TASK INPUTS →

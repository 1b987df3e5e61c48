//! dsgraph core library
//!
//! A graph abstract data type with four interchangeable storage backends,
//! the containers they are built from, and the classical algorithms layered
//! on top: breadth/depth-first traversal, Dijkstra shortest paths and
//! Kruskal / Prim-Jarnik minimum spanning trees.
//!
//! ```
//! use dsgraph_core::algos::{dijkstra, kruskal};
//! use dsgraph_core::graph::{AdjacencyMapGraph, Graph};
//!
//! let mut graph: AdjacencyMapGraph<&str, u32> = AdjacencyMapGraph::undirected();
//! let raleigh = graph.insert_vertex("Raleigh");
//! let durham = graph.insert_vertex("Durham");
//! let cary = graph.insert_vertex("Cary");
//! graph.insert_edge(raleigh, durham, 25)?;
//! graph.insert_edge(raleigh, cary, 10)?;
//! graph.insert_edge(cary, durham, 20)?;
//!
//! let distances = dijkstra(&graph, raleigh)?;
//! assert_eq!(distances[&durham], 25.0);
//! assert_eq!(kruskal(&graph)?.len(), 2);
//! # Ok::<(), dsgraph_core::error::GraphError>(())
//! ```

pub mod algos;
pub mod collections;
pub mod config;
pub mod error;
pub mod graph;
pub mod logging;
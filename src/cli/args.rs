use clap::Args;

use super::parse::{parse_edge, EdgeSpec};

/// Graph description shared by every subcommand
#[derive(Args, Debug, Clone, Default)]
pub struct GraphArgs {
    /// Weighted edge FROM:TO:WEIGHT (repeatable; default: built-in city sample)
    #[arg(long = "edge", short = 'e', value_parser = parse_edge, action = clap::ArgAction::Append)]
    pub edges: Vec<EdgeSpec>,

    /// Vertex with no edges (repeatable)
    #[arg(long = "vertex", action = clap::ArgAction::Append)]
    pub vertices: Vec<String>,
}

EXERCISE DESCRIPTION → Show all lines in the records above that hold "ArgAction".

EXPECTED ANSWER →
    #[arg(long = "edge", short = 'e', value_parser = parse_edge, action = clap::ArgAction::Append)]
    #[arg(long = "vertex", action = clap::ArgAction::Append)]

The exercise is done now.